• Description of the task:
Answer with one number only: the count of lines below that hold the word "FromRequest".

• Provided material:
====

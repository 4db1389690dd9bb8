use crate::config::AppConfig;
use crate::ingest::handler as ingest_handler;
use crate::query::handler as query_handler;
use crate::storage::ClickStore;
use axum::extract::DefaultBodyLimit;
use axum::http::{header, Method, StatusCode};
use axum::routing::{get, post};
use axum::Router;
use std::sync::Arc;
use std::time::Duration;
use tower_governor::{
    governor::GovernorConfigBuilder, key_extractor::SmartIpKeyExtractor, GovernorLayer,
};
use tower_http::catch_panic::CatchPanicLayer;
use tower_http::cors::{AllowOrigin, CorsLayer};
use tower_http::timeout::TimeoutLayer;
use tower_http::trace::TraceLayer;

/// Shared handler state: the click store, owned for the life of the server.
pub struct AppState {
    pub store: Arc<dyn ClickStore>,
}

/// Build the HTTP surface over `store`.
pub fn build_router(store: Arc<dyn ClickStore>, config: &AppConfig) -> Router {
    let state = Arc::new(AppState { store });

    let counter_routes = Router::new()
        .route("/counter/{id}", post(ingest_handler::increment_clicks))
        .route("/stats/{id}", post(query_handler::get_stats))
        .layer(DefaultBodyLimit::max(config.server.max_body_bytes))
        .with_state(state.clone());

    let counter_routes = if config.rate_limit.enabled {
        let governor_conf = GovernorConfigBuilder::default()
            .key_extractor(SmartIpKeyExtractor)
            .per_millisecond(config.rate_limit.replenish_interval_ms)
            .burst_size(config.rate_limit.burst_size)
            .finish()
            .expect("rate limit settings are validated at load");
        tracing::info!(
            replenish_interval_ms = config.rate_limit.replenish_interval_ms,
            burst_size = config.rate_limit.burst_size,
            "rate limiting enabled"
        );
        counter_routes.layer(GovernorLayer::new(governor_conf))
    } else {
        counter_routes
    };

    let health_route = Router::new()
        .route("/health", get(query_handler::health))
        .with_state(state);

    let cors = CorsLayer::new()
        .allow_origin(AllowOrigin::any())
        .allow_methods([Method::GET, Method::POST])
        .allow_headers([header::CONTENT_TYPE]);

    Router::new()
        .merge(counter_routes)
        .merge(health_route)
        .layer(cors)
        .layer(TimeoutLayer::with_status_code(
            StatusCode::REQUEST_TIMEOUT,
            Duration::from_secs(config.server.request_timeout_secs),
        ))
        .layer(CatchPanicLayer::new())
        .layer(TraceLayer::new_for_http())
}
use axum::extract::rejection::JsonRejection;
use axum::extract::FromRequest;
use axum::http::StatusCode;
use axum::response::{IntoResponse, Response};
use serde_json::json;
use std::time::Duration;

/// Failures raised by a [`crate::storage::ClickStore`].
#[derive(Debug, thiserror::Error)]
pub enum StoreError {
    /// The backend never became reachable during startup.
    #[error("backend unreachable after {attempts} attempts: {last_error}")]
    Init { attempts: u32, last_error: String },

    #[error("database error: {0}")]
    Database(#[from] rusqlite::Error),

    #[error("pool error: {0}")]
    Pool(String),

    #[error("interact error: {0}")]
    Interact(#[from] deadpool_sqlite::InteractError),

    #[error("operation exceeded its {0:?} deadline")]
    Timeout(Duration),

    #[error("store is closed")]
    Closed,

    #[error("stored timestamp out of range: {0}")]
    InvalidTimestamp(i64),
}

impl StoreError {
    /// Map a pool checkout failure, keeping closed and timed-out pools distinct.
    pub(crate) fn from_pool(err: deadpool_sqlite::PoolError, budget: Duration) -> Self {
        match err {
            deadpool_sqlite::PoolError::Closed => StoreError::Closed,
            deadpool_sqlite::PoolError::Timeout(_) => StoreError::Timeout(budget),
            other => StoreError::Pool(other.to_string()),
        }
    }

    /// Map a statement failure; an interrupt from the deadline handler is a timeout.
    pub(crate) fn from_sqlite(err: rusqlite::Error, budget: Duration) -> Self {
        if err.sqlite_error_code() == Some(rusqlite::ErrorCode::OperationInterrupted) {
            StoreError::Timeout(budget)
        } else {
            StoreError::Database(err)
        }
    }
}

pub type StoreResult<T> = Result<T, StoreError>;

#[derive(Debug, thiserror::Error)]
pub enum AppError {
    #[error("validation error: {0}")]
    Validation(String),

    #[error("storage error: {0}")]
    Store(#[from] StoreError),
}

impl IntoResponse for AppError {
    fn into_response(self) -> Response {
        let (status, message) = match &self {
            AppError::Validation(msg) => (StatusCode::BAD_REQUEST, msg.clone()),
            AppError::Store(e @ (StoreError::Timeout(_) | StoreError::Closed)) => {
                tracing::warn!(error = %e, "storage unavailable");
                (
                    StatusCode::SERVICE_UNAVAILABLE,
                    "service unavailable".to_string(),
                )
            }
            AppError::Store(e) => {
                tracing::error!(error = %e, "storage error");
                (
                    StatusCode::INTERNAL_SERVER_ERROR,
                    "internal server error".to_string(),
                )
            }
        };

        let body = json!({ "error": message });
        (status, axum::Json(body)).into_response()
    }
}

pub type AppResult<T> = Result<T, AppError>;

/// JSON extractor that logs deserialization errors before rejecting them as 400s.
/// Drop-in replacement for `axum::Json<T>`.
pub struct LoggedJson<T>(pub T);

impl<S, T> FromRequest<S> for LoggedJson<T>
where
    axum::Json<T>: FromRequest<S, Rejection = JsonRejection>,
    S: Send + Sync,
{
    type Rejection = AppError;

    async fn from_request(
        req: axum::extract::Request,
        state: &S,
    ) -> Result<Self, Self::Rejection> {
        let path = req.uri().path().to_string();
        match axum::Json::<T>::from_request(req, state).await {
            Ok(axum::Json(value)) => Ok(LoggedJson(value)),
            Err(rejection) => {
                tracing::warn!(
                    path = %path,
                    status = %rejection.status(),
                    error = %rejection,
                    "invalid request body"
                );
                Err(AppError::Validation("invalid request body".to_string()))
            }
        }
    }
}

====

• Answer space:
3